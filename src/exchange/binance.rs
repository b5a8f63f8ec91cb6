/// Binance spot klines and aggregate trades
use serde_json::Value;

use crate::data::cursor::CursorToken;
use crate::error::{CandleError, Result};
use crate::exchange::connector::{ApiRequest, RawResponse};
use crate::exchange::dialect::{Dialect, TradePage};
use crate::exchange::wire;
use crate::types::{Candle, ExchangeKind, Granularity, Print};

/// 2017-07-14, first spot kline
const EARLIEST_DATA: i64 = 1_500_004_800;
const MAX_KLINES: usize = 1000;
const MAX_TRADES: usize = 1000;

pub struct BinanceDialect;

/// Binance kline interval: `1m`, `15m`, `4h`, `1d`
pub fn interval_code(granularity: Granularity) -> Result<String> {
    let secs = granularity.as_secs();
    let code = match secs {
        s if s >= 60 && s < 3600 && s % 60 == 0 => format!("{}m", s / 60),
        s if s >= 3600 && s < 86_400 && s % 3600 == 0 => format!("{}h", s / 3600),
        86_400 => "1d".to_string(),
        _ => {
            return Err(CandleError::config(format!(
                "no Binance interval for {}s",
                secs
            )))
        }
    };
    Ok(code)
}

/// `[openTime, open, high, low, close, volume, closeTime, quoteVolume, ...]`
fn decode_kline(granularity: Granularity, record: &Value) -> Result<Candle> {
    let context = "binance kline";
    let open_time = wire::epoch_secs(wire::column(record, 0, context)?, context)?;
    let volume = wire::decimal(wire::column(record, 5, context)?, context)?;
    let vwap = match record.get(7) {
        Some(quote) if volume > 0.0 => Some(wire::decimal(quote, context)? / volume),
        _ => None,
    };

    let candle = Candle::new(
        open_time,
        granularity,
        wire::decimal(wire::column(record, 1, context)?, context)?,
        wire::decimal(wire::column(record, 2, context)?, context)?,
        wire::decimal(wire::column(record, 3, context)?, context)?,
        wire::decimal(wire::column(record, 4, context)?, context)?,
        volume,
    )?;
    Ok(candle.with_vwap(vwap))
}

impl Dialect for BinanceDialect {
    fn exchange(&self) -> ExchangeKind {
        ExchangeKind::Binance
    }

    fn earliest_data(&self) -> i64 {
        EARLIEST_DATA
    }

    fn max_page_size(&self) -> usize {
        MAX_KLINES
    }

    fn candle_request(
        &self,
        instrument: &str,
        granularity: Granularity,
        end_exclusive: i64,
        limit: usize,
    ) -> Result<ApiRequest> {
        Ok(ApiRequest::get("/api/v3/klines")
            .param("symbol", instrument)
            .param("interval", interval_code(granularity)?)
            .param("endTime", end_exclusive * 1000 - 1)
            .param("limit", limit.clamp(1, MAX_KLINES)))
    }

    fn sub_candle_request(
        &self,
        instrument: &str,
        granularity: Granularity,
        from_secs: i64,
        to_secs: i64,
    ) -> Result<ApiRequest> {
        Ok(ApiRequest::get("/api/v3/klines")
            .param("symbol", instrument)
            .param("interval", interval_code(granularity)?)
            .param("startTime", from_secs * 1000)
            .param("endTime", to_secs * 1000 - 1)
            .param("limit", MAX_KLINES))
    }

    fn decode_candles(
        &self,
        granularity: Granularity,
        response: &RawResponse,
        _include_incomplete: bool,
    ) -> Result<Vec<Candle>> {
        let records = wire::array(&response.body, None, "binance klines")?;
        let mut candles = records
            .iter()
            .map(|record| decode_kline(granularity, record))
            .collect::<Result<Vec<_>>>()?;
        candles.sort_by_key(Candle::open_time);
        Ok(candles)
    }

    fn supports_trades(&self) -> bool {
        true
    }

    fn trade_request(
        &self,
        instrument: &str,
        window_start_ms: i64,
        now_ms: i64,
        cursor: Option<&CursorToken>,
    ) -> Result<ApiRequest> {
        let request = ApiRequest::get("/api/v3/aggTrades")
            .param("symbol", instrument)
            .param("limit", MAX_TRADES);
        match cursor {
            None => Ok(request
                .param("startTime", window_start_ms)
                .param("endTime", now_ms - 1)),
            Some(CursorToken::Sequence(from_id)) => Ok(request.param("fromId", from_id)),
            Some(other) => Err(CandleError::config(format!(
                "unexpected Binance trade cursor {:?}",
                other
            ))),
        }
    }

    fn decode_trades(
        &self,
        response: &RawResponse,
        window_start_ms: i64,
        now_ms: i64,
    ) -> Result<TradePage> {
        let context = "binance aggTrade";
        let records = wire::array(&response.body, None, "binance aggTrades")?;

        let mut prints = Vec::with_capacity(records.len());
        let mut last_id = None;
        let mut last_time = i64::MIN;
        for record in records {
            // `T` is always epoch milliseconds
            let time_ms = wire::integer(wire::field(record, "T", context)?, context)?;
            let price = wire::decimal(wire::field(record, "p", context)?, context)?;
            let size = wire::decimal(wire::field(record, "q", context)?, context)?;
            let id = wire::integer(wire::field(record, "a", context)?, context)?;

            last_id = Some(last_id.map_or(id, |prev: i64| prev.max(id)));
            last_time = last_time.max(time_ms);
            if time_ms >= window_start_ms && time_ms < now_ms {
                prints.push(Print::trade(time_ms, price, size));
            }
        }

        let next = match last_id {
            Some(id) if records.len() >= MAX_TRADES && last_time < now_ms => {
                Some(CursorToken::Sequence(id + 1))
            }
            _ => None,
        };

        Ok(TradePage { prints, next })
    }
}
------------
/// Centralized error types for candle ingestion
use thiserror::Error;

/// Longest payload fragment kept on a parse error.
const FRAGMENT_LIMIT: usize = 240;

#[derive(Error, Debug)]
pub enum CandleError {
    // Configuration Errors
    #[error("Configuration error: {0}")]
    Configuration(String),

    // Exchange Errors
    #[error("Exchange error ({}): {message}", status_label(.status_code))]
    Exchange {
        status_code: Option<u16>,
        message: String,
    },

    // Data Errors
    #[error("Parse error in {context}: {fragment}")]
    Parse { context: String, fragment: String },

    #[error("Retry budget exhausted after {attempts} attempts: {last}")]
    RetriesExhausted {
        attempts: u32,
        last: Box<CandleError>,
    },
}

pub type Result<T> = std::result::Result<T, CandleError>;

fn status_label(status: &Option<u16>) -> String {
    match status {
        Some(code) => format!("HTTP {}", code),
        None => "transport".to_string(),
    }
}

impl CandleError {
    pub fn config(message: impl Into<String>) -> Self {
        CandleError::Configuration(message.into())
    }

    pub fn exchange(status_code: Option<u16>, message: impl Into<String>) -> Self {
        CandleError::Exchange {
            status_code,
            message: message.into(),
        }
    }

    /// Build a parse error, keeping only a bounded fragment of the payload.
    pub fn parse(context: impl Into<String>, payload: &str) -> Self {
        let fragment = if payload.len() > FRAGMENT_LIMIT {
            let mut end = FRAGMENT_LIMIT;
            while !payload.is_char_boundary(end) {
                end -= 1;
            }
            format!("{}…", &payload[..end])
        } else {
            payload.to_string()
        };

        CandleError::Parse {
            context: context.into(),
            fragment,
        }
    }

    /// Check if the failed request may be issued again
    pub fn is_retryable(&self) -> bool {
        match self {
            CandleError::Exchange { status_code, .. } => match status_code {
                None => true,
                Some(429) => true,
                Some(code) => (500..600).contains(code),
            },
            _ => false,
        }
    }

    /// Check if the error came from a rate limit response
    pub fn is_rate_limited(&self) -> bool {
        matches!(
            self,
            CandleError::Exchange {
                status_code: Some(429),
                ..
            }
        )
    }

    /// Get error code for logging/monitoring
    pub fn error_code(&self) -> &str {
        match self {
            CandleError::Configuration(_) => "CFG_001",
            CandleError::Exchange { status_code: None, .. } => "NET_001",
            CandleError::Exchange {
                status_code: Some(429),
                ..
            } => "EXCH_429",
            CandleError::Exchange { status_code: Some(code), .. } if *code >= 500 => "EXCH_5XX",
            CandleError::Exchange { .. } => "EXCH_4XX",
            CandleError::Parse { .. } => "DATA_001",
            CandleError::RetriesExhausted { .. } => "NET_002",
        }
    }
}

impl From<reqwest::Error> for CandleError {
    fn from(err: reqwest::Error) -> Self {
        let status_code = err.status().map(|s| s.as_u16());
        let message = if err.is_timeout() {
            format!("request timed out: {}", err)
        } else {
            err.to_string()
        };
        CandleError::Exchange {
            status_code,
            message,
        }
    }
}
------------
_Goal of the exercise_. Return exactly the lines above from the line that has "filename src/exchange/binance.rs" through the line that has "pub struct BinanceDialect;", inclusive, and nothing else.

_Result for this exercise_.
filename src/exchange/binance.rs
repository b5a8f63f8ec91cb6
/// Binance spot klines and aggregate trades
use serde_json::Value;

use crate::data::cursor::CursorToken;
use crate::error::{CandleError, Result};
use crate::exchange::connector::{ApiRequest, RawResponse};
use crate::exchange::dialect::{Dialect, TradePage};
use crate::exchange::wire;
use crate::types::{Candle, ExchangeKind, Granularity, Print};

/// 2017-07-14, first spot kline
const EARLIEST_DATA: i64 = 1_500_004_800;
const MAX_KLINES: usize = 1000;
const MAX_TRADES: usize = 1000;

pub struct BinanceDialect;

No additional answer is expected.